1935 Martin F-7 acoustic guitar, serial number 60204.

A 1957 Gretsch Country Club 6182 guitar, in sunburst, serial number 27466.

1999 Gretsch White Falcon SS, model 6136-58, mono reissue, serial number 99113658-3.

Takamine Sunrise w/added pickup, model EF-360S. Played on the “In A Rusted Out Garage” Tour.

1981 Takamine 12-string acoustic guitar with added pickup, serial number 81110013.

1996 Martin D-M dreadnought “Official Neil Young Tour” acoustic, serial number 585128. Used on tour in 1996.

A 1995 Takamine Jasmine acoustic bass guitar, model ES100C-4, serial number 9511447, signed by members of Green Day because de gustibus non est disputandum.

A 1957 Gretsch 6130 Roundup, DeArmond pickups, serial number 16741.

National resonator ukulele, serial number 524.

1960s Amp-in-Case Silvertone. I got one of these with a perfectly functioning in-case amp in the ‘90s for $80. This is estimated to potentially fetch as much as $4,000, so I’m thinking I probably should have hung on to that. Examples not previously owned by rock stars sell for between $400-$1,200.

Homemade 5-string banjo.

Eko E-85, serial number 180382.

Liel mini electric guitar, serial number #5. Gift to Neil Young from “Young Neils,” a Norwegian tribute band.

Vagabond Act Traveler guitar, serial number 902125.

Polla Boy-D electric 12-string.

Vega Arthur Godfrey concert-size ukulele.

Hilo Model 50 ukulele.

1965 Gibson ES-345, stereo w/Varitone, serial number 326158. Left-handed, but with righty vibrato because some men just want to see the world burn.

Kay electric bass.

Maton Bindara Baby Bass, serial number 041 (670). Used on “Love is a Rose.”

1977 Martin D-19 acoustic 6-string guitar, serial number 3991412. Played on “Goin’ Back” and “Human Highway” from 1978’s Comes a Time and on “Lost in Space” from 1980’s Hawks & Doves.

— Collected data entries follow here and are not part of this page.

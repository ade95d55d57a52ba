//! Authorization lookups served through the domain stores.

mod acls_cache;
mod verification;

pub use acls_cache::{AclsCache, AuthorizationBackend};
pub use verification::{CacheMode, VerifiedRunner};
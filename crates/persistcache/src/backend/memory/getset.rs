//! In-process `GetSet` with LRU eviction and lazy expiry.
//!
//! Expired entries stay in the LRU until evicted or overwritten, but read as
//! absent. The Redis backend relies on server-side expiry instead.

use std::num::NonZeroUsize;
use std::sync::Arc;
use std::time::{Duration, Instant};

use async_trait::async_trait;
use lru::LruCache;
use tokio::sync::RwLock;

use persistcache_core::cache::{CacheError, GetSet, Result};

/// A single cache entry with optional expiration.
#[derive(Debug, Clone)]
struct CacheEntry {
    value: String,
    expires_at: Option<Instant>,
}

impl CacheEntry {
    fn new(value: String) -> Self {
        Self {
            value,
            expires_at: None,
        }
    }

    /// Returns true if this entry has expired.
    fn is_expired(&self) -> bool {
        self.expires_at.is_some_and(|exp| Instant::now() > exp)
    }
}

/// In-memory `GetSet` implementation.
///
/// Thread-safe through `Arc<RwLock<LruCache>>`; clones share the same map.
#[derive(Debug, Clone)]
pub struct MemoryGetSet {
    store: Arc<RwLock<LruCache<String, CacheEntry>>>,
}

impl MemoryGetSet {
    /// Creates a new in-memory get/set with room for `max_entries` keys.
    ///
    /// # Errors
    ///
    /// Returns `CacheError::Configuration` if `max_entries` is 0.
    pub fn new(max_entries: usize) -> Result<Self> {
        let capacity = NonZeroUsize::new(max_entries).ok_or_else(|| {
            CacheError::Configuration("max_entries must be > 0".to_string())
        })?;
        Ok(Self {
            store: Arc::new(RwLock::new(LruCache::new(capacity))),
        })
    }
}

#[async_trait]
impl GetSet for MemoryGetSet {
    async fn get(&self, key: &str) -> Result<Option<String>> {
        let mut store = self.store.write().await;

        match store.get(key) {
            Some(entry) if entry.is_expired() => Ok(None),
            Some(entry) => Ok(Some(entry.value.clone())),
            None => Ok(None),
        }
    }

    async fn set(&self, key: &str, value: &str) -> Result<()> {
        let mut store = self.store.write().await;
        store.put(key.to_string(), CacheEntry::new(value.to_string()));
        Ok(())
    }

    async fn ttl(&self, key: &str, seconds: u64) -> Result<()> {
        let mut store = self.store.write().await;
        if let Some(entry) = store.get_mut(key) {
            entry.expires_at = match seconds {
                0 => None,
                s => Some(Instant::now() + Duration::from_secs(s)),
            };
        }
        Ok(())
    }

    async fn flush(&self, key: &str) -> Result<()> {
        let mut store = self.store.write().await;
        store.pop(key);
        Ok(())
    }
}
use std::sync::Arc;

use anyhow::{Context, Result};
use clap::{Parser, Subcommand};
use tracing_subscriber::{layer::SubscriberExt, util::SubscriberInitExt};

use persistcache::backend::RedisStore;
use persistcache::invalidation::InvalidatorManager;
use persistcache::stores::{AclResourcesStore, AncestorsStore, GroupsStore};
use persistcache::Config;
use persistcache_core::cache::KeyValueStore;
use persistcache_core::invalidation::{AnyInvalidateEvent, LifecyclePhase};

/// Inspect and invalidate the persistent authorization caches
#[derive(Parser, Debug)]
#[command(name = "persistcache")]
#[command(version, about, long_about = None)]
struct Cli {
    /// Redis connection URL
    #[arg(long, env = "PERSISTENT_CACHE_REDIS_URL")]
    redis_url: Option<String>,

    #[command(subcommand)]
    command: Command,
}

#[derive(Subcommand, Debug)]
enum Command {
    /// Dispatch invalidation events for a lifecycle phase
    Invalidate {
        /// Lifecycle phase: create, update or delete
        #[arg(long)]
        phase: LifecyclePhase,

        /// JSON array of events, e.g. '[{"name":"account","accountId":"acc-1"}]'
        #[arg(long)]
        events: String,
    },
    /// Print the cached ancestors of items
    Ancestors {
        #[arg(required = true)]
        item_ids: Vec<String>,
    },
    /// Print the cached usergroups of a user
    Groups {
        user_id: String,

        /// Only groups of this account
        #[arg(long)]
        account: Option<String>,
    },
    /// Print which resources have an ACL according to the account's cached set
    AclResources {
        account_id: String,

        #[arg(required = true)]
        resource_ids: Vec<String>,
    },
}

#[tokio::main]
async fn main() -> Result<()> {
    let cli = Cli::parse();

    // Initialize tracing subscriber
    tracing_subscriber::registry()
        .with(
            tracing_subscriber::EnvFilter::try_from_default_env()
                .unwrap_or_else(|_| "persistcache=debug".into()),
        )
        .with(tracing_subscriber::fmt::layer().with_writer(std::io::stderr))
        .init();

    let config = Config::from_env();
    let redis_url = cli.redis_url.unwrap_or(config.redis_url);
    let store: Arc<dyn KeyValueStore> = Arc::new(
        RedisStore::connect(&redis_url)
            .await
            .with_context(|| format!("Failed to connect to {redis_url}"))?,
    );

    match cli.command {
        Command::Invalidate { phase, events } => {
            let events: Vec<AnyInvalidateEvent> =
                serde_json::from_str(&events).context("Invalid events JSON")?;
            InvalidatorManager::new(store)
                .invalidate(phase, &events)
                .await?;
            tracing::info!(%phase, count = events.len(), "Invalidated");
        }
        Command::Ancestors { item_ids } => {
            let result = AncestorsStore::new(store)
                .fetch_cached_ancestors(&item_ids)
                .await?;
            print_json(&serde_json::json!({
                "ancestors": result.ancestors,
                "notFoundIds": result.not_found_ids,
            }))?;
        }
        Command::Groups { user_id, account } => {
            let groups = GroupsStore::new(store)
                .get_groups(&user_id, account.as_deref())
                .await?;
            print_json(&groups)?;
        }
        Command::AclResources {
            account_id,
            resource_ids,
        } => {
            let store = AclResourcesStore::new(store);
            if !store.has_resource_ids_for_account(&account_id).await? {
                tracing::warn!(account_id = %account_id, "No cached resource ids for account");
            }
            let with_acl = store
                .filter_resource_ids_without_acl(&account_id, &resource_ids)
                .await?;
            print_json(&with_acl)?;
        }
    }

    Ok(())
}

fn print_json<T: serde::Serialize>(value: &T) -> Result<()> {
    println!("{}", serde_json::to_string_pretty(value)?);
    Ok(())
}
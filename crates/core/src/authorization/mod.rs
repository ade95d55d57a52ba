mod operations;
mod types;

pub use operations::{
    dedupe_acls, filter_acls_by_account, filter_acls_by_assignees, filter_usergroups_by_account,
    flatten_resource_ids, group_acls_by_resource_id, partition_resource_groups,
    permission_names_for_acls, user_assignees,
};
pub use types::{
    Acl, AclRule, AssigneeGroup, AssigneeType, PermissionName, ResourceGroup, ResourceType,
    Usergroup,
};
//! Pure functions for serializing/deserializing values to/from cache strings.
//!
//! Values are stored as JSON. There is no version marker inside the payload;
//! versioning lives in the key.

use serde::de::DeserializeOwned;
use serde::Serialize;
use serde_json::Value;

use super::{CacheError, Result};

/// Stored in place of a memoized result that has no JSON representation
/// other than `null` (e.g. `()` or `None`).
pub const UNDEFINED_SENTINEL: &str = "undefined";

/// Serializes a value to a JSON string.
pub fn serialize_value<T: Serialize + ?Sized>(value: &T) -> Result<String> {
    serde_json::to_string(value).map_err(|e| CacheError::Serialization(e.to_string()))
}

/// Deserializes a JSON string to a value.
pub fn deserialize_value<T: DeserializeOwned>(raw: &str) -> Result<T> {
    serde_json::from_str(raw).map_err(|e| CacheError::Serialization(e.to_string()))
}

/// Serializes a memoized method result.
///
/// Results that encode to `null` are stored as [`UNDEFINED_SENTINEL`].
pub fn serialize_memoized<T: Serialize + ?Sized>(value: &T) -> Result<String> {
    let json = serde_json::to_value(value)?;
    if json.is_null() {
        return Ok(UNDEFINED_SENTINEL.to_string());
    }
    serialize_value(&json)
}

/// Deserializes a memoized method result, mapping [`UNDEFINED_SENTINEL`]
/// back to `null` before decoding.
pub fn deserialize_memoized<T: DeserializeOwned>(raw: &str) -> Result<T> {
    if raw == UNDEFINED_SENTINEL {
        return serde_json::from_value(Value::Null)
            .map_err(|e| CacheError::Serialization(e.to_string()));
    }
    deserialize_value(raw)
}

1935 Martin 5-17T tenor guitar, serial number 60151.

Fender 52 reissue Telecaster guitar, serial 35792.

Danelectro bass guitar.

1950 Martin model 5-18, serial number 113332.

Morris acoustic, misidentified by the auctioneer as a solid body electric. Come on.

Martin O-style ukulele.

1984 Takamine Jasmine S33, serial number 84336559, image of Neil Young on the back.

Stradivarius copy violin from Czechoslovakia.

Violin, painted silver.

1976 Fender Precision Bass, serial number 539777, with DiMarzio pickups.

1960s Hagstrom I, serial number 650033.

Fucking ridiculous Dean Budweiser logo guitar, serial number 8600054. Evidently, the author of “This Note’s for You” wasn’t above THIS. I’d love to know the story…

Hurdy-gurdy used on the song “Red Sun” from the LP Silver and Gold.

Hohner Corso Deluxe accordion with “Neil Young” inlaid on the fingerboard.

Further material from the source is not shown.